We came across a tribe of individuals known as the Kikos who raise parasite-resistant meat goats. These strong little goats! They were bred in the wild in New Zealand through natural selection to be able to grow and survive in a parasite-infested environment–on pasture! It appeared to be too good to be true. We tracked down a few of local breeders and purchased two does to see what would happen.
Sure enough, the next spring, they both had twins and kept them on pasture without ever needing to use wormer. The did and their offspring prospered. We were ecstatic, but there were still some challenges to work out. It was difficult to get our hands on these goats, let alone putting them on a milk stand! This is due to their breed development from New Zealand's feral goats.
We borrowed a Kiko buck the next fall to breed all of our dairy does to. What's the end result? About half of the children did not require any worming and survived and developed. We kept the does out of that 50 percent and began drastically altering the herd.
We needed to preserve parasite resistance, add size and frame to suit the meat goat market, and ensure that the does gave enough milk to keep us supplied with milk for our soap production.

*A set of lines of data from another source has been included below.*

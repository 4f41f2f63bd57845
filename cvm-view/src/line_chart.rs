//! Per-country trend chart.
//!
//! The chart draws into three stacked layers (x axis, y axis, lines), each
//! with its own frame of the container's size. Every redraw starts from a
//! cleared chart; nothing is updated incrementally.

use crate::layout::{ChartArea, ContainerSize, CHART_MARGIN};
use crate::scale::{LinearScale, TimeScale};
use crate::surface::{AxisElement, AxisOrient, DrawingSurface, Frame, Layer, PathElement, Tick};
use crate::ticks::DEFAULT_TICK_COUNT;
use chrono::NaiveDate;
use cvm_data::grouping::{extent, max_value, partition};
use cvm_data::{ApplicationState, ColorAssignment, Record};
use cvm_geo::path::polyline;
use std::collections::HashMap;

/// Stroke used if the palette has no color to give.
const FALLBACK_STROKE: &str = "black";

const CHART_LAYERS: [Layer; 3] = [Layer::XAxis, Layer::YAxis, Layer::Lines];

/// One plotted observation.
#[derive(Debug, Clone, Copy, PartialEq)]
pub struct ChartPoint {
    pub date: NaiveDate,
    pub value: f64,
}

#[derive(Debug, Clone, PartialEq)]
pub struct LineChartView {
    /// Region-level entries keyed by display name.
    aggregates: HashMap<String, Vec<Record>>,
    /// Country entries keyed by iso code.
    countries: HashMap<String, Vec<Record>>,
    area: ChartArea,
    colors: ColorAssignment,
}

impl LineChartView {
    /// Group the records of `state` and start with an empty chart sized to
    /// `container`.
    pub fn new<S: DrawingSurface>(
        state: &ApplicationState,
        container: ContainerSize,
        surface: &mut S,
    ) -> Self {
        let grouped = partition(state.records());
        let area = ChartArea::from_container(container, CHART_MARGIN);
        log::info!(
            "chart: {} countries, {} aggregates, drawing area {}x{}",
            grouped.countries.len(),
            grouped.aggregates.len(),
            area.width,
            area.height
        );
        let mut view = Self {
            aggregates: grouped.aggregates,
            countries: grouped.countries,
            area,
            colors: ColorAssignment::new(),
        };
        view.clear(surface);
        view
    }

    pub fn area(&self) -> ChartArea {
        self.area
    }

    /// Records of a region-level aggregate ("Europe", "World", ...).
    pub fn aggregate(&self, name: &str) -> Option<&[Record]> {
        self.aggregates.get(name).map(Vec::as_slice)
    }

    /// Aggregate names, sorted.
    pub fn aggregate_names(&self) -> Vec<&str> {
        let mut names: Vec<&str> = self.aggregates.keys().map(String::as_str).collect();
        names.sort_unstable();
        names
    }

    /// Plottable points of a country in date order, `None` for an unknown
    /// country. Records without a valid date or a numeric value are left out.
    pub fn series(&self, country_id: &str) -> Option<Vec<ChartPoint>> {
        let records = self.countries.get(country_id)?;
        let mut points: Vec<ChartPoint> = records
            .iter()
            .filter_map(|r| {
                Some(ChartPoint {
                    date: r.parsed_date()?,
                    value: r.total_cases_per_million?,
                })
            })
            .collect();
        if points.len() < records.len() {
            log::debug!(
                "chart: {} of {} records for {} are not plottable",
                records.len() - points.len(),
                records.len(),
                country_id
            );
        }
        points.sort_by_key(|p| p.date);
        Some(points)
    }

    /// Remove axes and lines and forget color assignments.
    pub fn clear<S: DrawingSurface>(&mut self, surface: &mut S) {
        self.colors.reset();
        for layer in CHART_LAYERS {
            surface.clear(layer);
        }
    }

    /// Clear the chart and draw the trend line of `country_id`.
    ///
    /// An unknown country, or one without plottable points, leaves the
    /// chart empty.
    pub fn redraw<S: DrawingSurface>(&mut self, surface: &mut S, country_id: &str) {
        self.clear(surface);

        let Some(points) = self.series(country_id) else {
            log::info!("chart: no data for selected country {}", country_id);
            return;
        };
        let (Some(date_extent), Some(max)) = (
            extent(points.iter().map(|p| p.date)),
            max_value(points.iter().map(|p| p.value)),
        ) else {
            log::info!("chart: no plottable data for selected country {}", country_id);
            return;
        };

        let area = self.area;
        let x = TimeScale::new(date_extent, (0.0, area.width));
        let y = LinearScale::new((0.0, max), (area.height, 0.0));

        let frame = Frame {
            width: area.outer_width(),
            height: area.outer_height(),
            offset: (area.margin.left, area.margin.top),
        };
        for layer in CHART_LAYERS {
            surface.set_frame(layer, frame);
        }

        surface.draw_axis(
            Layer::XAxis,
            AxisElement {
                orient: AxisOrient::Bottom,
                translate: (0.0, area.height),
                range: x.range,
                ticks: x
                    .ticks(DEFAULT_TICK_COUNT)
                    .into_iter()
                    .map(|(date, label)| Tick {
                        offset: x.scale(date),
                        label,
                    })
                    .collect(),
            },
        );
        surface.draw_axis(
            Layer::YAxis,
            AxisElement {
                orient: AxisOrient::Left,
                translate: (0.0, 0.0),
                range: y.range,
                ticks: y
                    .ticks(DEFAULT_TICK_COUNT)
                    .into_iter()
                    .map(|(value, label)| Tick {
                        offset: y.scale(value),
                        label,
                    })
                    .collect(),
            },
        );

        let screen: Vec<(f64, f64)> = points
            .iter()
            .map(|p| (x.scale(p.date), y.scale(p.value)))
            .collect();
        let color = self
            .colors
            .choose_color_without_repetition()
            .unwrap_or(FALLBACK_STROKE);
        surface.draw_path(
            Layer::Lines,
            PathElement::new(polyline(&screen, false))
                .key(country_id)
                .class("line")
                .class("line-chart-setting")
                .fill("none")
                .stroke(color),
        );
    }

    /// Entry point for a new selection: clear, then redraw for `location_id`.
    pub fn update_selection<S: DrawingSurface>(&mut self, surface: &mut S, location_id: &str) {
        self.clear(surface);
        self.redraw(surface, location_id);
    }
}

Culling began in earnest, with our overall numbers dropping by up to 50% each year as we weeded out anything that didn't suit our ideal. We brought in heavy milking Kiko does and used hybrid vigor to enhance genetics by diversifying our breed foundation, and the results are now meeting our expectations.

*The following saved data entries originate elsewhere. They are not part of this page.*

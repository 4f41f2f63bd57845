//! Rendering-backend independent views for the pandemic map and trend chart.
//!
//! This crate provides:
//! - `surface`: the `DrawingSurface` capability and the retained `Scene`
//! - `scale` / `ticks`: linear, time and color scales with axis ticks
//! - `layout`: chart margins, container sizes and DOM ids
//! - `map_view`: the choropleth map, its legend, hover and selection
//! - `line_chart`: the per-country trend chart

pub mod layout;
pub mod line_chart;
pub mod map_view;
pub mod scale;
pub mod surface;
pub mod ticks;

pub use line_chart::LineChartView;
pub use map_view::MapView;
pub use surface::{DrawingSurface, Layer, Scene};
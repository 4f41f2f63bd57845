//! Build script for cvm-dashboard.
//!
//! Copies the case table and country boundaries to OUT_DIR so they can be
//! embedded via `include_str!` at compile time. A missing fixture is
//! replaced by a small sample covering a few European countries.

use std::env;
use std::fs;
use std::path::Path;

/// Written when `fixtures/owid-covid-data.csv` is absent so the app still builds.
const SAMPLE_RECORDS: &str = "iso_code,continent,location,date,total_cases_per_million
FRA,Europe,France,2020-03-01,1.9
FRA,Europe,France,2020-09-01,4385.2
FRA,Europe,France,2021-03-01,56104.8
DEU,Europe,Germany,2020-03-01,1.4
DEU,Europe,Germany,2020-09-01,2934.5
DEU,Europe,Germany,2021-03-01,29272.1
ITA,Europe,Italy,2020-03-01,28.4
ITA,Europe,Italy,2020-09-01,4452.9
ITA,Europe,Italy,2021-03-01,50744.6
OWID_EUR,,Europe,2021-03-01,51276.0
";

/// Coarse outlines matching the sample records.
const SAMPLE_BOUNDARIES: &str = r#"{"type":"FeatureCollection","features":[
{"type":"Feature","id":"FRA","properties":{},"geometry":{"type":"Polygon","coordinates":[[[-4.8,48.4],[2.5,51.1],[8.2,49.0],[7.6,43.8],[3.1,42.4],[-1.8,43.4],[-4.8,48.4]]]}},
{"type":"Feature","id":"DEU","properties":{},"geometry":{"type":"Polygon","coordinates":[[[6.0,51.0],[8.7,54.9],[14.2,54.0],[15.0,51.1],[12.9,47.6],[7.6,47.6],[6.0,51.0]]]}},
{"type":"Feature","id":"ITA","properties":{},"geometry":{"type":"Polygon","coordinates":[[[7.0,44.0],[13.7,46.5],[12.4,44.2],[18.5,40.2],[15.6,38.0],[12.0,41.9],[7.0,44.0]]]}}
]}"#;

fn copy_or_sample(src_path: &str, dest: &Path, sample: &str) {
    let src = Path::new(src_path);
    if src.exists() {
        fs::copy(src, dest).unwrap_or_else(|e| {
            panic!("Failed to copy {} to {}: {}", src_path, dest.display(), e);
        });
    } else {
        fs::write(dest, sample).unwrap_or_else(|e| {
            panic!("Failed to write sample to {}: {}", dest.display(), e);
        });
        println!(
            "cargo:warning=Fixture file {} not found, using built-in sample data",
            src_path
        );
    }
    println!("cargo:rerun-if-changed={}", src_path);
}

fn main() {
    let out_dir = env::var("OUT_DIR").unwrap();

    copy_or_sample(
        "../fixtures/owid-covid-data.csv",
        &Path::new(&out_dir).join("owid-covid-data.csv"),
        SAMPLE_RECORDS,
    );
    copy_or_sample(
        "../fixtures/countries.geojson",
        &Path::new(&out_dir).join("countries.geojson"),
        SAMPLE_BOUNDARIES,
    );

    println!("cargo:rerun-if-changed=build.rs");
}
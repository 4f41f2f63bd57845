//! Boundary loading from a GeoJSON FeatureCollection.
//!
//! Every polygonal feature becomes a [`BoundaryFeature`] carrying its
//! identifier and a `geo::MultiPolygon`. The identifier is taken from the
//! feature `id` member and falls back to the common ISO properties used by
//! Natural Earth derived country files.

use anyhow::{anyhow, Context, Result};
use geo::{Geometry, MultiPolygon};
use geojson::feature::Id;
use geojson::{Feature, GeoJson};

/// Property names checked, in order, when a feature has no `id` member.
pub const ID_PROPERTIES: [&str; 3] = ["iso_a3", "ISO_A3", "id"];

/// One country (or territory) outline.
#[derive(Debug, Clone, PartialEq)]
pub struct BoundaryFeature {
    /// Identifier in the record iso_code space. Empty when the source has none.
    pub id: String,
    pub geometry: MultiPolygon<f64>,
}

impl BoundaryFeature {
    pub fn new(id: impl Into<String>, geometry: MultiPolygon<f64>) -> Self {
        Self {
            id: id.into(),
            geometry,
        }
    }
}

/// Parse a GeoJSON FeatureCollection into boundary features.
///
/// Features without geometry, or with non-polygonal geometry, are skipped.
pub fn load_boundaries(geojson_data: &str) -> Result<Vec<BoundaryFeature>> {
    let geojson: GeoJson = geojson_data
        .parse()
        .context("Failed to parse boundary GeoJSON")?;

    let collection = match geojson {
        GeoJson::FeatureCollection(fc) => fc,
        _ => return Err(anyhow!("Boundary GeoJSON must be a FeatureCollection")),
    };

    let mut boundaries = Vec::with_capacity(collection.features.len());
    let mut skipped = 0u32;

    for feature in collection.features {
        let id = feature_id(&feature);
        let geometry = match feature.geometry {
            Some(geometry) => {
                let converted: Geometry<f64> = geometry
                    .value
                    .try_into()
                    .map_err(|e| anyhow!("Failed to convert geometry of '{}': {:?}", id, e))?;
                match converted {
                    Geometry::MultiPolygon(mp) => mp,
                    Geometry::Polygon(p) => MultiPolygon::new(vec![p]),
                    _ => {
                        skipped += 1;
                        continue;
                    }
                }
            }
            None => {
                skipped += 1;
                continue;
            }
        };
        boundaries.push(BoundaryFeature { id, geometry });
    }

    log::info!(
        "features: Loaded {} boundaries, skipped {} non-polygonal",
        boundaries.len(),
        skipped
    );
    Ok(boundaries)
}

fn feature_id(feature: &Feature) -> String {
    match &feature.id {
        Some(Id::String(s)) => return s.clone(),
        Some(Id::Number(n)) => return n.to_string(),
        None => {}
    }
    let Some(props) = feature.properties.as_ref() else {
        return String::new();
    };
    ID_PROPERTIES
        .iter()
        .find_map(|key| match props.get(*key) {
            Some(serde_json::Value::String(s)) => Some(s.clone()),
            Some(serde_json::Value::Number(n)) => Some(n.to_string()),
            _ => None,
        })
        .unwrap_or_default()
}

#[cfg(test)]
mod tests {
    use super::*;

    const COLLECTION: &str = r#"{
        "type": "FeatureCollection",
        "features": [
            {
                "type": "Feature",
                "id": "FRA",
                "properties": {"name": "France"},
                "geometry": {"type": "Polygon", "coordinates": [[[0,40],[5,40],[5,45],[0,45],[0,40]]]}
            },
            {
                "type": "Feature",
                "properties": {"iso_a3": "JPN"},
                "geometry": {"type": "MultiPolygon", "coordinates": [
                    [[[130,30],[135,30],[135,35],[130,30]]],
                    [[[140,38],[142,38],[142,40],[140,38]]]
                ]}
            },
            {
                "type": "Feature",
                "id": "PIN",
                "properties": {},
                "geometry": {"type": "Point", "coordinates": [1, 2]}
            },
            {
                "type": "Feature",
                "properties": null,
                "geometry": {"type": "Polygon", "coordinates": [[[0,0],[1,0],[1,1],[0,0]]]}
            }
        ]
    }"#;

    #[test]
    fn test_load_boundaries_ids_and_geometry() {
        let boundaries = load_boundaries(COLLECTION).unwrap();
        assert_eq!(boundaries.len(), 3);
        assert_eq!(boundaries[0].id, "FRA");
        assert_eq!(boundaries[0].geometry.0.len(), 1);
        assert_eq!(boundaries[1].id, "JPN");
        assert_eq!(boundaries[1].geometry.0.len(), 2);
        // no id member and no properties
        assert_eq!(boundaries[2].id, "");
    }

    #[test]
    fn test_numeric_feature_id() {
        let data = r#"{"type":"FeatureCollection","features":[
            {"type":"Feature","id":250,"properties":{},
             "geometry":{"type":"Polygon","coordinates":[[[0,0],[1,0],[1,1],[0,0]]]}}
        ]}"#;
        let boundaries = load_boundaries(data).unwrap();
        assert_eq!(boundaries[0].id, "250");
    }

    #[test]
    fn test_rejects_non_collection() {
        let data = r#"{"type":"Point","coordinates":[0,0]}"#;
        assert!(load_boundaries(data).is_err());
        assert!(load_boundaries("not json").is_err());
    }
}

We have 75 percent kiko does on the milk stand that can match or outperform our top dairy does–and they never need to be dewormed. These doelings produce healthy, fast-growing progeny that are large enough to satisfy meat customers. As a dairy enterprise, this has had a significant impact on our bottom line. Bucklings that used to sell for less than the cost of production are now a net profit. At 90 days of age, we can reliably wean 35-40 pound weanlings from our kiko does. Instead of being a net loss for the dairy industry, these bucklings have become a tremendous asset.
Our kiko does have routinely produced doelings that have grown quickly–much quicker than dairy breeds–and with very little effort. This implies they can start producing up to a year before our dairy begins. Increasing the value of milk in the dairy operation.

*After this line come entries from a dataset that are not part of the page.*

use std::borrow::Cow;

use mdtree_core::render::CellMetrics;
use mdtree_core::render::TreeView;
use mdtree_core::tree::TreeSink;
use mdtree_core::tree::VisualTree;
use ratatui::buffer::Buffer;
use ratatui::layout::Rect;
use ratatui::text::Line;
use ratatui::text::Text;
use ratatui::widgets::Widget;

use crate::render::render_markdown;
use crate::style::StyleConfig;

/// A markdown document and the visual tree built from it.
///
/// Every change to the text or the style tears the tree down and renders it again from the
/// source. Text is either copied in ([`set_text`](Self::set_text)) or borrowed for `'a`
/// ([`set_text_static`](Self::set_text_static)).
#[derive(Debug)]
pub struct MarkdownView<'a, S: TreeSink = VisualTree> {
    tree: S,
    source: Option<Cow<'a, str>>,
    style: StyleConfig,
    blocks: usize,
    metrics: CellMetrics,
}

impl Default for MarkdownView<'_> {
    fn default() -> Self {
        Self::new()
    }
}

impl MarkdownView<'_> {
    pub fn new() -> Self {
        Self::with_sink(VisualTree::new())
    }
}

impl<'a, S: TreeSink> MarkdownView<'a, S> {
    /// A view that renders into `tree`. Existing children of its root are removed on the
    /// first render.
    pub fn with_sink(tree: S) -> Self {
        Self {
            tree,
            source: None,
            style: StyleConfig::default(),
            blocks: 0,
            metrics: CellMetrics::default(),
        }
    }

    pub fn with_style(mut self, style: StyleConfig) -> Self {
        self.set_style(style);
        self
    }

    pub fn with_metrics(mut self, metrics: CellMetrics) -> Self {
        self.metrics = metrics;
        self
    }

    /// Replace the document with a copy of `text`. `None` or an empty string clears it.
    pub fn set_text<'t>(&mut self, text: impl Into<Option<&'t str>>) {
        self.source = text
            .into()
            .filter(|text| !text.is_empty())
            .map(|text| Cow::Owned(text.to_owned()));
        self.rebuild();
    }

    /// Replace the document with `text` without copying it.
    pub fn set_text_static(&mut self, text: impl Into<Option<&'a str>>) {
        self.source = text
            .into()
            .filter(|text| !text.is_empty())
            .map(Cow::Borrowed);
        self.rebuild();
    }

    /// Replace the style. `None` leaves the current style and tree untouched.
    pub fn set_style(&mut self, style: impl Into<Option<StyleConfig>>) {
        let Some(style) = style.into() else {
            return;
        };
        self.style = style;
        if self.source.is_some() {
            self.rebuild();
        }
    }

    pub fn text(&self) -> Option<&str> {
        self.source.as_deref()
    }

    /// Whether the current text is borrowed rather than owned.
    pub fn is_static(&self) -> bool {
        matches!(self.source, Some(Cow::Borrowed(_)))
    }

    pub fn style(&self) -> &StyleConfig {
        &self.style
    }

    /// Top-level blocks produced by the last render, 0 before any text was set.
    pub fn block_count(&self) -> usize {
        self.blocks
    }

    pub fn tree(&self) -> &S {
        &self.tree
    }

    pub fn into_tree(self) -> S {
        self.tree
    }

    fn rebuild(&mut self) {
        let root = self.tree.root();
        if let Err(err) = self.tree.remove_all_children(root) {
            log::debug!("markdown: clearing tree failed: {err}");
        }
        self.blocks = match &self.source {
            Some(source) => render_markdown(source, &mut self.tree, &self.style).blocks,
            None => 0,
        };
    }
}

impl MarkdownView<'_, VisualTree> {
    fn tree_view(&self) -> TreeView<'_> {
        TreeView::new(&self.tree).metrics(self.metrics)
    }

    /// The document laid out to `width` columns.
    pub fn lines_for_width(&self, width: u16) -> Vec<Line<'static>> {
        self.tree_view().lines(width)
    }

    pub fn as_text(&self, width: u16) -> Text<'static> {
        Text::from(self.lines_for_width(width))
    }

    pub fn render_ref(&self, area: Rect, buf: &mut Buffer) {
        self.tree_view().render(area, buf);
    }
}

impl Widget for &MarkdownView<'_, VisualTree> {
    fn render(self, area: Rect, buf: &mut Buffer) {
        self.render_ref(area, buf);
    }
}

In addition, the total cost of the herd's inputs has decreased. Let's face it: parasites are expensive to feed, and parasite treatments are even more so. Our overall healthcare expenditures decreased once the herd switched, and feed conversion rates (amount of hay or fodder to volume of milk or meat produced) significantly improved. Our Free Reign goat crosses also live outside, on grass, in the sun, and aren't sick, anemic, or in constant need of medical help. We're looking forward to having kids sired by a mix of our own hybrid goats as well as a Purebred New Zealand goat this coming kidding season!
While this is an unusual method of breeding dairy goats, we have found it to be superior in terms of herd health as well as the financial feasibility of the dairy enterprise, and strongly advise anyone interested in maintaining sustainable dairy goats to seek in this direction for solutions.